RECORDS FOR THIS TASK:
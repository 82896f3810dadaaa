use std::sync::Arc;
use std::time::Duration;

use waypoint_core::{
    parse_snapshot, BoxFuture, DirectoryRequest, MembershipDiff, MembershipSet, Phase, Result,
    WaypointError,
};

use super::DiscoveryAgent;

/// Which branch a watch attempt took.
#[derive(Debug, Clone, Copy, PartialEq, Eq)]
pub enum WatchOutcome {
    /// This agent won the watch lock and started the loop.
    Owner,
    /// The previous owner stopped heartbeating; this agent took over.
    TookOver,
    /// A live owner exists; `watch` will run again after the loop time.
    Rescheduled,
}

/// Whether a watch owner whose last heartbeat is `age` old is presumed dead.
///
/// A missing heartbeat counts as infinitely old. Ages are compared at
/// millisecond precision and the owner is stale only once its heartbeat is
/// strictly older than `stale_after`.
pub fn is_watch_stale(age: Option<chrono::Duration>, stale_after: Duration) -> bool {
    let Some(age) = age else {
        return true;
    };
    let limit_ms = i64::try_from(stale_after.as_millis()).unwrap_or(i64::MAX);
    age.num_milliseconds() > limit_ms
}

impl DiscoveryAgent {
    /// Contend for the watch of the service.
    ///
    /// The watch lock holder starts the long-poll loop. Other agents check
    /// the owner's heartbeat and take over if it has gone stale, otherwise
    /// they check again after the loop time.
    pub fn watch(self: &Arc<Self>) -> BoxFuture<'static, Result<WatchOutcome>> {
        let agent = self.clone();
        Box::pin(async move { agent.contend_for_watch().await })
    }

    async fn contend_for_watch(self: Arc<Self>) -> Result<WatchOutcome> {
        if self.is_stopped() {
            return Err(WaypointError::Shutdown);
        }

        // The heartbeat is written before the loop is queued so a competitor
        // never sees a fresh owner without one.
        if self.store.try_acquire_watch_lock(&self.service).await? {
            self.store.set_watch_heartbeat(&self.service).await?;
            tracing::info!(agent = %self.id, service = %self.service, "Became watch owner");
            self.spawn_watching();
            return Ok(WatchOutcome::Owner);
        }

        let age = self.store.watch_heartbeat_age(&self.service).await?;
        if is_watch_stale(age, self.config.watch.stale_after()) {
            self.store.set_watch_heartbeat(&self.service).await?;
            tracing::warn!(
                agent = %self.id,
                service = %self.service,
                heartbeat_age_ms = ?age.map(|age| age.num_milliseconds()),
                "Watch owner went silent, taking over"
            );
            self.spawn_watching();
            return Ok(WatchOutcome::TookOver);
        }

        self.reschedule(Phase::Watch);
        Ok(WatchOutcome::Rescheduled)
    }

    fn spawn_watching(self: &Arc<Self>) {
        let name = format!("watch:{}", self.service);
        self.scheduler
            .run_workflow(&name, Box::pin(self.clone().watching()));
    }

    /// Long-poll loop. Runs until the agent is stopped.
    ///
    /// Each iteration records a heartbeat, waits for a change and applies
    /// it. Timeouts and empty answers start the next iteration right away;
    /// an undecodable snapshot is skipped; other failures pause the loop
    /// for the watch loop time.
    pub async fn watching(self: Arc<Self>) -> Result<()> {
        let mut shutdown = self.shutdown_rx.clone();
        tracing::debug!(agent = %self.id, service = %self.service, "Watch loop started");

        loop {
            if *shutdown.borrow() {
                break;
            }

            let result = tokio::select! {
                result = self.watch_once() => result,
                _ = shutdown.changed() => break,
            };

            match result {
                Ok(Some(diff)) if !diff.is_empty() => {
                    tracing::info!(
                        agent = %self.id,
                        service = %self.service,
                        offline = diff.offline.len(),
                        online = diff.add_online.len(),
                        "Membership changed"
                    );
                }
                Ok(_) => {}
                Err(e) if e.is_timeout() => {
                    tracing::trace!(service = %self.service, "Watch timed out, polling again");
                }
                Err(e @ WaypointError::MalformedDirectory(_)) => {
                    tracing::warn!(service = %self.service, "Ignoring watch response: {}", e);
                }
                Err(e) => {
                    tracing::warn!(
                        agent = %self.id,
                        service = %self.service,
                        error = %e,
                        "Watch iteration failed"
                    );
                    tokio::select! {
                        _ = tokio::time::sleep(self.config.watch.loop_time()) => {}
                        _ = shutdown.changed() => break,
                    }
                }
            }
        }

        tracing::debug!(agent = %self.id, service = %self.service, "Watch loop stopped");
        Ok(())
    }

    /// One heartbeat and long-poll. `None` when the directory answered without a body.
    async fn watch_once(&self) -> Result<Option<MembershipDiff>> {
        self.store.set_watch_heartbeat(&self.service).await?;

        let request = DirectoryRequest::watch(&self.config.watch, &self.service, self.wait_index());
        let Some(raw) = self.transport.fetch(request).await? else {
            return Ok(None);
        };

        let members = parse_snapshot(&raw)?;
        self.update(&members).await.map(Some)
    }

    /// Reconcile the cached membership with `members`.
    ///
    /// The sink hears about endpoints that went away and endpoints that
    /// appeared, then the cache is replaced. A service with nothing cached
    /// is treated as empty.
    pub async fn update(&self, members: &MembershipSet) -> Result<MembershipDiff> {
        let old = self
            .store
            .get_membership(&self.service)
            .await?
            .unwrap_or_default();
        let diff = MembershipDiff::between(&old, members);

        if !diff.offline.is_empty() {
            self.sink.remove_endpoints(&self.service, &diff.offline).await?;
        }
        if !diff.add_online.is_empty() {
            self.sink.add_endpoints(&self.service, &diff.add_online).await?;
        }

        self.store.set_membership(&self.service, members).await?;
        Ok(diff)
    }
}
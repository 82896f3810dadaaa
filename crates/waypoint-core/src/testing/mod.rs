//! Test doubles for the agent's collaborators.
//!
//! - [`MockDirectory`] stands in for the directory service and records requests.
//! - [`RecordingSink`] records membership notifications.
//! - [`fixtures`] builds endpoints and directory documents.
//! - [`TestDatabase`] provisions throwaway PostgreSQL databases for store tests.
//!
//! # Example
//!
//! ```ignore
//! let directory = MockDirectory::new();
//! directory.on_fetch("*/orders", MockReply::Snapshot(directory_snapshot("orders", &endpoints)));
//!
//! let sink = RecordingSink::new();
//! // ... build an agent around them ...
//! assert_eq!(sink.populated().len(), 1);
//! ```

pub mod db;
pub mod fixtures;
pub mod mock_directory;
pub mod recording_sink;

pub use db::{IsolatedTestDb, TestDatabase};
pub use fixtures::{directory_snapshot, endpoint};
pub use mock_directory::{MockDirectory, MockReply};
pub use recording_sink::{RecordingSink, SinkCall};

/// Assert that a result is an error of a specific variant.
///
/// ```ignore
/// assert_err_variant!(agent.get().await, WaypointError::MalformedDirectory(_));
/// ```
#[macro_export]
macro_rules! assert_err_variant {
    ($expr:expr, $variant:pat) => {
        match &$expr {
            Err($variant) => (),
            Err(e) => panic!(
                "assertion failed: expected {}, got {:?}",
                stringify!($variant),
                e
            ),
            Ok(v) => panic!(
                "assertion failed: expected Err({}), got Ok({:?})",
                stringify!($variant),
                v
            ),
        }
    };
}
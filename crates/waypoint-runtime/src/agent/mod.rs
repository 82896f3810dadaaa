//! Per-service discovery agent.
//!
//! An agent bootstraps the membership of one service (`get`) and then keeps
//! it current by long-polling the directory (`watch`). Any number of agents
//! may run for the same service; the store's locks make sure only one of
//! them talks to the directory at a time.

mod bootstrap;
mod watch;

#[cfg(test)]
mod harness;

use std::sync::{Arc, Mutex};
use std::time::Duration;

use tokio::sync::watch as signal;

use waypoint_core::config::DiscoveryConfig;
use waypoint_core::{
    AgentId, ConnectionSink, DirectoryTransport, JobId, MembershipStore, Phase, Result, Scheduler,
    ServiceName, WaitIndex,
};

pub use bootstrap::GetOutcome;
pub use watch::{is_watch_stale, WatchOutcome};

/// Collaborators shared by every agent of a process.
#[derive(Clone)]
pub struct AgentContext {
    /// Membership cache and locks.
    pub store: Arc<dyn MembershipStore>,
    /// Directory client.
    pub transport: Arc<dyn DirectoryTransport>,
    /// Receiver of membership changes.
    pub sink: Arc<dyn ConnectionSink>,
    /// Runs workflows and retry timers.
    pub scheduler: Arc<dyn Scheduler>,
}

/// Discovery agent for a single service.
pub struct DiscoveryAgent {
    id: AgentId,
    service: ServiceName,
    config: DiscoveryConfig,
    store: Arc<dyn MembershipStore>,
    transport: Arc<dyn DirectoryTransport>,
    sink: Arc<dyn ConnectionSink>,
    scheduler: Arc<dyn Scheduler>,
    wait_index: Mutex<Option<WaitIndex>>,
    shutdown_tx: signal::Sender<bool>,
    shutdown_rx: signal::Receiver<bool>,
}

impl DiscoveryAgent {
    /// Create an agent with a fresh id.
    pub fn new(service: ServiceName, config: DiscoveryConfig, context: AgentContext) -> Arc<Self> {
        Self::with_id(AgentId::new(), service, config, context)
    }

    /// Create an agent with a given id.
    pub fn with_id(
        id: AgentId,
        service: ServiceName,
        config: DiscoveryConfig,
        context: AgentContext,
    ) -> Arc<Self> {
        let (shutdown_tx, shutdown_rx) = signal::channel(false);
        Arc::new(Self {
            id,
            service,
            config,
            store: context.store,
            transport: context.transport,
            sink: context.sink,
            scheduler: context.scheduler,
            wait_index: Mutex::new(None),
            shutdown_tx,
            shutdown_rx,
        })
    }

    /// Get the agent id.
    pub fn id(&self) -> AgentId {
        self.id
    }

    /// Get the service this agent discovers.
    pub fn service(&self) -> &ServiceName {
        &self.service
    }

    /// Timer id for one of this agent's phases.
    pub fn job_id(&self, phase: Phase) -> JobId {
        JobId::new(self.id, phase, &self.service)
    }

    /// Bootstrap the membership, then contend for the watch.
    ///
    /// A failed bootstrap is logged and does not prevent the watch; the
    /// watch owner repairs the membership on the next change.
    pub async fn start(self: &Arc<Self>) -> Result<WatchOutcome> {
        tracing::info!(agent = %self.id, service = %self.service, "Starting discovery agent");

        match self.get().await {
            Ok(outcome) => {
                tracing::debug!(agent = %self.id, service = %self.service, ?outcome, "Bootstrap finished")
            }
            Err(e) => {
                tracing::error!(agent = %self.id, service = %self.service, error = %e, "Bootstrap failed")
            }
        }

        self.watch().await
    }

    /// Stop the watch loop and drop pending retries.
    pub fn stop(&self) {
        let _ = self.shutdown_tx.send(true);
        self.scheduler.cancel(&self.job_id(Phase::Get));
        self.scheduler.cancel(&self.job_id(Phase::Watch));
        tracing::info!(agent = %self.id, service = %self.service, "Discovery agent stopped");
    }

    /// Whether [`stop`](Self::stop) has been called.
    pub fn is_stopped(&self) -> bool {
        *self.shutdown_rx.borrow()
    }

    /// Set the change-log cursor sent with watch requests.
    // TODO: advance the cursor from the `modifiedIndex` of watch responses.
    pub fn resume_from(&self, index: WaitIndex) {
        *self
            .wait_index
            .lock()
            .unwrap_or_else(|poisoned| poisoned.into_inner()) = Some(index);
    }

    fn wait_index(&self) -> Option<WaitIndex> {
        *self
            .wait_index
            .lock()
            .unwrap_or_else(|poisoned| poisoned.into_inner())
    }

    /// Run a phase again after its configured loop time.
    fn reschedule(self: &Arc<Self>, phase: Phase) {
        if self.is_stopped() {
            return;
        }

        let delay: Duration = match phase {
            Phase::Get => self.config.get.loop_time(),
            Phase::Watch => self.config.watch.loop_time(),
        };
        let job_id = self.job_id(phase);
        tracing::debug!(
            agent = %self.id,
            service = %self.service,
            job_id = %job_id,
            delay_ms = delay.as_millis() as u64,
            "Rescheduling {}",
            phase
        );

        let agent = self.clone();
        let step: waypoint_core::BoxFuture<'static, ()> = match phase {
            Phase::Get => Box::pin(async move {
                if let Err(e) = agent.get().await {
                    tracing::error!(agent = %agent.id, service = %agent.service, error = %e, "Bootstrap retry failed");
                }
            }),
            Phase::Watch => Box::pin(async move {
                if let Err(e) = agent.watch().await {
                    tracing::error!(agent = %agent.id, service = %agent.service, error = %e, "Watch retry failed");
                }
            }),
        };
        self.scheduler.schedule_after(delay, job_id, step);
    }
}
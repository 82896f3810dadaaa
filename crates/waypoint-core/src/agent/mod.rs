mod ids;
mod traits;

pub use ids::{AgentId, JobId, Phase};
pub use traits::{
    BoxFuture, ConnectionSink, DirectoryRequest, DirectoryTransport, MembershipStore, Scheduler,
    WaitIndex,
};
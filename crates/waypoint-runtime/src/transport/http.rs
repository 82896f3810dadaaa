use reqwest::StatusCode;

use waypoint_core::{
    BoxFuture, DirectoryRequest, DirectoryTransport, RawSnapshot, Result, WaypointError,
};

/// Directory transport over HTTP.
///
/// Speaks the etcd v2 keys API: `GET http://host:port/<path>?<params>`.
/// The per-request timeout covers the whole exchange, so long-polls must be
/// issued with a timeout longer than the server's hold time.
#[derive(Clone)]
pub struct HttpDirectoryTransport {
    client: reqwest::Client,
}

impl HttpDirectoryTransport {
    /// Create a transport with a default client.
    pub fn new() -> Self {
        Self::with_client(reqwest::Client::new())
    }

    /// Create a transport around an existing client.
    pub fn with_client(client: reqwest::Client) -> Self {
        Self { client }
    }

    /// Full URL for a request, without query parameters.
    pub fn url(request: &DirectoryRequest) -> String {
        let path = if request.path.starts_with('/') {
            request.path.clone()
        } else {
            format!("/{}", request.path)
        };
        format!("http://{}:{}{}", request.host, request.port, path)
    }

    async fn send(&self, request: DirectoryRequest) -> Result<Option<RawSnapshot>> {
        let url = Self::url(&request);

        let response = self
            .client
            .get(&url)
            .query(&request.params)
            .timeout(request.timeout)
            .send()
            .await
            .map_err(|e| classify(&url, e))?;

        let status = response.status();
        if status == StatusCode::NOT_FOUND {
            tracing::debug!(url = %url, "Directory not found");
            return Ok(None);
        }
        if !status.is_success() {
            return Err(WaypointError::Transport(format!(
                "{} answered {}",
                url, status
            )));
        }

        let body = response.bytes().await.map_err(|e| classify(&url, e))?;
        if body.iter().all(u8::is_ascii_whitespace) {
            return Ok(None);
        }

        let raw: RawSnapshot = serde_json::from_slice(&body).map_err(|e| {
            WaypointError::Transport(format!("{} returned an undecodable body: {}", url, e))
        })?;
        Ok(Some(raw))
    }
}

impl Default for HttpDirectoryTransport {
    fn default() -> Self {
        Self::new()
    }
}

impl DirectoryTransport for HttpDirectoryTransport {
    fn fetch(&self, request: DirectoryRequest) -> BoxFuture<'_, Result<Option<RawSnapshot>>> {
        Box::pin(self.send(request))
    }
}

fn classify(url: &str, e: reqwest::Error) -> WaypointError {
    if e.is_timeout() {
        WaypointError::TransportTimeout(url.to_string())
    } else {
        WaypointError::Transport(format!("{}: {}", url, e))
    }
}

PROBLEM REQUIREMENTS: Could you transcribe the entries above word for word, from the line with "return Ok(WatchOutcome::Owner);" down to the line with "Ok(Some(diff)) if !diff.is_empty()", keeping both?

EXERCISE RESULT:
            return Ok(WatchOutcome::Owner);
        }

        let age = self.store.watch_heartbeat_age(&self.service).await?;
        if is_watch_stale(age, self.config.watch.stale_after()) {
            self.store.set_watch_heartbeat(&self.service).await?;
            tracing::warn!(
                agent = %self.id,
                service = %self.service,
                heartbeat_age_ms = ?age.map(|age| age.num_milliseconds()),
                "Watch owner went silent, taking over"
            );
            self.spawn_watching();
            return Ok(WatchOutcome::TookOver);
        }

        self.reschedule(Phase::Watch);
        Ok(WatchOutcome::Rescheduled)
    }

    fn spawn_watching(self: &Arc<Self>) {
        let name = format!("watch:{}", self.service);
        self.scheduler
            .run_workflow(&name, Box::pin(self.clone().watching()));
    }

    /// Long-poll loop. Runs until the agent is stopped.
    ///
    /// Each iteration records a heartbeat, waits for a change and applies
    /// it. Timeouts and empty answers start the next iteration right away;
    /// an undecodable snapshot is skipped; other failures pause the loop
    /// for the watch loop time.
    pub async fn watching(self: Arc<Self>) -> Result<()> {
        let mut shutdown = self.shutdown_rx.clone();
        tracing::debug!(agent = %self.id, service = %self.service, "Watch loop started");

        loop {
            if *shutdown.borrow() {
                break;
            }

            let result = tokio::select! {
                result = self.watch_once() => result,
                _ = shutdown.changed() => break,
            };

            match result {
                Ok(Some(diff)) if !diff.is_empty() => {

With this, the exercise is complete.